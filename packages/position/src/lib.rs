#![no_std]

pub mod fees;
pub mod manager;
pub mod types;

pub use fees::calculate_pending_fees;
pub use manager::{
    clear_fees, has_liquidity, has_uncollected_fees, is_empty, modify_position, update_position,
    validate_position_params,
};
pub use types::{Position, PositionInfo};
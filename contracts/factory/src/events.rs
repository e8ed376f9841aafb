//! Factory events

use soroban_sdk::{Address, Env, Symbol};

/// Emitted when the factory is initialized
pub fn emit_initialized(env: &Env, admin: &Address) {
    env.events()
        .publish((Symbol::new(env, "FactoryInit"),), (admin.clone(),));
}

/// Emitted when a pool is registered for a token pair and fee tier
pub fn emit_pool_registered(
    env: &Env,
    pool: &Address,
    token0: &Address,
    token1: &Address,
    fee_ppm: u32,
) {
    env.events().publish(
        (Symbol::new(env, "PoolRegistered"),),
        (pool.clone(), token0.clone(), token1.clone(), fee_ppm),
    );
}

/// Emitted when the admin is rotated
pub fn emit_admin_updated(env: &Env, old_admin: &Address, new_admin: &Address) {
    env.events().publish(
        (Symbol::new(env, "AdminUpdated"),),
        (old_admin.clone(), new_admin.clone()),
    );
}
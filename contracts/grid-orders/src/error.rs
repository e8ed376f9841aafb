// Grid order errors

use soroban_sdk::contracterror;

#[contracterror]
#[derive(Copy, Clone, Debug, Eq, PartialEq, PartialOrd, Ord)]
#[repr(u32)]
pub enum GridOrderError {
    // Initialization errors (5000-5099)
    AlreadyInitialized = 5000,
    NotInitialized = 5001,

    // Validation errors (5100-5199)
    InvalidTokenPair = 5100,
    InvalidAmount = 5101,
    InvalidPriceRange = 5102,
    InvalidLevelCount = 5103,

    // Lifecycle errors (5200-5299)
    OrderNotFound = 5200,
    OrderNotActive = 5201,
    LevelNotFound = 5202,
}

● **TASK DESCRIPTION**: Print the records above verbatim from their first line to the line containing "and fee tier", both included, and stop there.

● **REPLY TO THE TASK**:
filename packages/position/src/lib.rs
#![no_std]

pub mod fees;
pub mod manager;
pub mod types;

pub use fees::calculate_pending_fees;
pub use manager::{
    clear_fees, has_liquidity, has_uncollected_fees, is_empty, modify_position, update_position,
    validate_position_params,
};
pub use types::{Position, PositionInfo};
filename contracts/factory/src/events.rs
repository e8ed376f9841aafb
//! Factory events

use soroban_sdk::{Address, Env, Symbol};

/// Emitted when the factory is initialized
pub fn emit_initialized(env: &Env, admin: &Address) {
    env.events()
        .publish((Symbol::new(env, "FactoryInit"),), (admin.clone(),));
}

/// Emitted when a pool is registered for a token pair and fee tier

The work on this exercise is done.